Autant commencer par le plus connu ?

Georges Arnaud  Le-sal10

Le Salaire de la peur

Georges Arnaud est parti sous les tropiques et y a exercé entre autres le métier de trucker, de chauffeur de camions, la belle préface du recueil signé comme une dette d'amitié nous apprend d'ailleurs qu'il avait envisagé d'en faire son métier. La préface nous apprend d'autres choses (dont une que je garde pour la fin). Elle nous apprend ou nous rappelle les expériences de la prison de Georges Arnaud, son engagement politique (au côté de Jacques Vergès contre la torture et la guerre d'Algérie), son travail de journaliste...

un auteur personnage au parcours cabossé pour nous raconter des histoires... cabossées ? Oui. C'est déjà pas mal, et avec le salaire de la peur c'est ce qu'on a. Les personnages de cet histoire sont des tropical tramps :

(citation d'une autre nouvelle mais associée à la présentation du livre au complet, pas mal pour l'ambiance Smile

"Tropical Tramps. Vagabonds de la zone tropicale. Personnel de toutes les révolutions du continent. Hommes de main. Tous travaux lucratifs. Un sens de l'honneur exigeant, mais aux sinuosités déconcertantes. Brutes au coeur d'enfant. Colt .45 et bla-bla-bla. Une pensée à ma mère, ni Dieu ni maître, pas vu pas pris. Il faut tous ces mots français et encore bien d'autres pour commencer à traduire, même imparfaitement, ce titre américain qui, plus qu'une profession, désigne l'aptitude à les remplir toutes et la vocation du sublime étroitement mêlée à celle de l'ignoble."

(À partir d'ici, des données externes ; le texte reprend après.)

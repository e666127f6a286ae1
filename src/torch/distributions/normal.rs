//! Diagonal Gaussian distribution
use crate::Prng;
use rand_distr::{Distribution, StandardNormal};
use std::f64::consts::PI;
use tch::{Kind, Tensor};

/// Multivariate normal distribution(s) with diagonal covariance.
///
/// The event dimension is the last dimension of `mean`; all others are batch dimensions.
#[derive(Debug)]
pub struct DiagGaussian {
    /// Shape `[BATCH_SHAPE.., EVENT_DIM]`.
    mean: Tensor,
    /// Log standard deviation. Broadcastable to the shape of `mean`.
    log_std: Tensor,
}

impl DiagGaussian {
    pub fn new(mean: Tensor, log_std: Tensor) -> Self {
        Self { mean, log_std }
    }

    pub const fn mean(&self) -> &Tensor {
        &self.mean
    }

    /// A copy that owns its storage and is detached from the autograd graph.
    ///
    /// Unaffected by later in-place updates of the parameters the distribution was built from.
    pub fn detached(&self) -> Self {
        let _no_grad = tch::no_grad_guard();
        Self {
            mean: self.mean.detach().copy(),
            log_std: self.log_std.detach().copy(),
        }
    }

    /// Standard deviation, broadcast to the shape of `mean`.
    pub fn stddev(&self) -> Tensor {
        self.log_std.exp().expand_as(&self.mean)
    }

    /// The most likely element (the mean).
    pub fn mode(&self) -> Tensor {
        self.mean.shallow_clone()
    }

    /// Sample one element per distribution using noise drawn from `rng`.
    pub fn sample(&self, rng: &mut Prng) -> Tensor {
        let noise: Vec<f32> = (0..self.mean.numel())
            .map(|_| StandardNormal.sample(rng))
            .collect();
        let noise = Tensor::of_slice(&noise)
            .reshape(&self.mean.size())
            .to_device(self.mean.device());
        &self.mean + self.log_std.exp() * noise
    }

    /// Log probability densities, summed over the event dimension.
    pub fn log_prob(&self, elements: &Tensor) -> Tensor {
        let standardized = (elements - &self.mean) / self.log_std.exp();
        (standardized.square() * -0.5 - &self.log_std - 0.5 * (2.0 * PI).ln()).sum_dim_intlist(
            &[-1],
            false,
            Kind::Float,
        )
    }

    /// Distribution entropies.
    pub fn entropy(&self) -> Tensor {
        (self.log_std.expand_as(&self.mean) + 0.5 * (1.0 + (2.0 * PI).ln())).sum_dim_intlist(
            &[-1],
            false,
            Kind::Float,
        )
    }

    /// The KL divergence (relative entropy) from another batch of distributions,
    /// summed over the event dimension.
    ///
    /// `KL(self || other)`
    pub fn kl_divergence_from(&self, other: &Self) -> Tensor {
        let var_ratio = ((&self.log_std - &other.log_std) * 2.0).exp();
        let mean_term = ((&self.mean - &other.mean) / other.log_std.exp()).square();
        ((var_ratio + mean_term - 1.0 - (&self.log_std - &other.log_std) * 2.0) * 0.5)
            .sum_dim_intlist(&[-1], false, Kind::Float)
    }
}

#[cfg(test)]
mod tests {
    use super::*;
    use rand::SeedableRng;
    use tch::Device;

    fn tensor(data: &[f32], shape: &[i64]) -> Tensor {
        Tensor::of_slice(data).reshape(shape)
    }

    fn assert_close(actual: &Tensor, expected: &Tensor) {
        assert!(
            bool::from(actual.isclose(expected, 1e-5, 1e-5, false).all()),
            "expected: {:?}\nactual: {:?}",
            expected,
            actual
        );
    }

    #[test]
    fn standard_log_prob() {
        let dist = DiagGaussian::new(
            Tensor::zeros(&[2, 3], (Kind::Float, Device::Cpu)),
            Tensor::zeros(&[3], (Kind::Float, Device::Cpu)),
        );
        let elements = tensor(&[0.0, 0.0, 0.0, 1.0, -1.0, 2.0], &[2, 3]);
        let c = -0.5 * (2.0 * std::f32::consts::PI).ln();
        let expected = Tensor::of_slice(&[3.0 * c, 3.0 * c - 3.0]);
        assert_close(&dist.log_prob(&elements), &expected);
    }

    #[test]
    fn scaled_log_prob() {
        let log_std = (2.0f32).ln();
        let dist = DiagGaussian::new(tensor(&[1.0], &[1, 1]), tensor(&[log_std], &[1]));
        let c = -0.5 * (2.0 * std::f32::consts::PI).ln();
        // (3 - 1) / 2 = 1 standard deviation
        let expected = Tensor::of_slice(&[c - 0.5 - log_std]);
        assert_close(&dist.log_prob(&tensor(&[3.0], &[1, 1])), &expected);
    }

    #[test]
    fn kl_self_is_zero() {
        let dist = DiagGaussian::new(
            tensor(&[0.3, -1.0, 2.0, 0.0], &[2, 2]),
            tensor(&[0.1, -0.4], &[2]),
        );
        let kl = dist.kl_divergence_from(&dist);
        assert_close(&kl, &Tensor::zeros(&[2], (Kind::Float, Device::Cpu)));
    }

    #[test]
    fn kl_known_value() {
        // KL(N(0, 1) || N(1, 2^2)) = ln 2 + (1 + 1) / 8 - 0.5
        let p = DiagGaussian::new(tensor(&[0.0], &[1, 1]), tensor(&[0.0], &[1]));
        let q = DiagGaussian::new(tensor(&[1.0], &[1, 1]), tensor(&[2.0f32.ln()], &[1]));
        let expected = 2.0f32.ln() + 0.25 - 0.5;
        assert_close(&p.kl_divergence_from(&q), &Tensor::of_slice(&[expected]));
        assert!(f64::from(q.kl_divergence_from(&p).sum(Kind::Float)) > 0.0);
    }

    #[test]
    fn entropy_of_standard() {
        let dist = DiagGaussian::new(
            Tensor::zeros(&[1, 2], (Kind::Float, Device::Cpu)),
            Tensor::zeros(&[2], (Kind::Float, Device::Cpu)),
        );
        let expected = 1.0 + (2.0 * std::f32::consts::PI).ln();
        assert_close(&dist.entropy(), &Tensor::of_slice(&[expected]));
    }

    #[test]
    fn sample_is_seeded() {
        let dist = DiagGaussian::new(
            Tensor::zeros(&[4, 2], (Kind::Float, Device::Cpu)),
            Tensor::zeros(&[2], (Kind::Float, Device::Cpu)),
        );
        let a = dist.sample(&mut Prng::seed_from_u64(1));
        let b = dist.sample(&mut Prng::seed_from_u64(1));
        assert_eq!(a.size(), vec![4, 2]);
        assert_eq!(a, b);
        assert_eq!(dist.mode(), Tensor::zeros(&[4, 2], (Kind::Float, Device::Cpu)));
    }
}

Maintenant il faut rentrer dans le vif du sujet parce que ça ne traîne pas : l'explosion d'un forage de puits de pétrole au Guatemala, un étranger employé par une entreprise étrangère : des locaux qui meurent, l'étranger à peine mieux. Une solution pour arrêter l'incendie : nitroglycérine, beaucoup, à acheminer par camions.... des chauffeurs, des étrangers, des paumés qui ont juste désespérément besoin d'argent pour partir ailleurs.

ça sent l'alcool, la sueur et le désespoir, on ferait n'importe quoi pour empocher les milliers de bucks...

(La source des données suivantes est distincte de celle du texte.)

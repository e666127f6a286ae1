//! Rollout buffers
mod on_policy;

pub use on_policy::VectorizedOnPolicyBuffer;

use tch::Tensor;
use thiserror::Error;

/// One environment step of one slot, as seen by the learner.
#[derive(Debug, Clone, PartialEq)]
pub struct Transition {
    /// Observation the action was selected from.
    pub observation: Vec<f32>,
    pub action: Vec<f32>,
    pub reward: f64,
    pub cost: f64,
    /// Reward critic estimate of the observation value.
    pub value_r: f64,
    /// Cost critic estimate of the observation value.
    pub value_c: f64,
    /// Log probability of the action under the behaviour policy.
    pub log_prob: f64,
}

/// All data collected in an epoch, drained from a [`RolloutBuffer`].
///
/// Every tensor has first dimension equal to the total number of transitions.
#[derive(Debug)]
pub struct EpochBatch {
    /// `[N, observation_dim]`
    pub observations: Tensor,
    /// `[N, action_dim]`
    pub actions: Tensor,
    /// `[N]` behaviour policy log probabilities.
    pub log_probs: Tensor,
    /// `[N]` discounted reward returns.
    pub target_values_r: Tensor,
    /// `[N]` discounted cost returns.
    pub target_values_c: Tensor,
    /// `[N]` standardized reward advantages.
    pub advantages_r: Tensor,
    /// `[N]` centred cost advantages.
    pub advantages_c: Tensor,
}

impl EpochBatch {
    /// Number of transitions in the batch.
    pub fn len(&self) -> usize {
        self.log_probs.size()[0] as usize
    }

    pub fn is_empty(&self) -> bool {
        self.len() == 0
    }
}

/// Per-epoch transition store for on-policy learning.
///
/// Transitions are stored separately for each environment slot. Each path (the transitions of a
/// slot since its last boundary) is closed by [`finish_path`](RolloutBuffer::finish_path) with
/// bootstrap values. Draining with [`get`](RolloutBuffer::get) yields the whole epoch and clears
/// the storage.
pub trait RolloutBuffer {
    /// Store a transition for an environment slot.
    fn store(&mut self, slot: usize, transition: Transition) -> Result<(), BufferError>;

    /// Close the current path of a slot.
    ///
    /// `last_value_r` and `last_value_c` are the bootstrap values of the state following the
    /// final transition of the path.
    fn finish_path(
        &mut self,
        last_value_r: f64,
        last_value_c: f64,
        slot: usize,
    ) -> Result<(), BufferError>;

    /// Drain the epoch of data and reset the buffer.
    fn get(&mut self) -> Result<EpochBatch, BufferError>;
}

/// Error from a rollout buffer operation.
#[derive(Error, Debug, Clone, PartialEq, Eq)]
pub enum BufferError {
    #[error("slot {slot} out of range for {num_slots} slots")]
    SlotOutOfRange { slot: usize, num_slots: usize },
    #[error("slot {0} is full")]
    SlotFull(usize),
    #[error("transition has {actual} {what} elements, expected {expected}")]
    Dimension {
        what: &'static str,
        expected: usize,
        actual: usize,
    },
    #[error("slot {slot} holds {len} of {size} transitions")]
    NotFull { slot: usize, len: usize, size: usize },
    #[error("slot {0} has an unfinished path")]
    UnfinishedPath(usize),
}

le héros de service, Gérard est retenu et fait équipe avec Johnny... ils sont le deuxième camion, les chauffeurs doivent se relayer et faire vite mais sans trop de secousses sinon c'est la mort.

les ficelles sont un peu grosses, quelques procédés sont appuyés comme l'assimilation des camions à de gros animaux... on peut bien chipoter, mais est-ce qu'on va cracher dans une bonne soupe pas trop claire ? certainement pas. Après tout, si on se tape bien parfois (avec délectation) des pages et des pages d'un désespoir abyssal et démesuré qui s'envolent pour se réfugier sur des branches surréalistes, on peut bien se taper des pages qui ne débordent pas, qui restent concrètes, resserrées sur les hommes, leur peur surtout, leur manière de vivre la peur, le désespoir la solitude. les tough guys craquent, ne soutiennent pas leur mythe... ils sont prêts à tout pour s'échapper de leur condition. Le meilleur et le pire, juste en même temps.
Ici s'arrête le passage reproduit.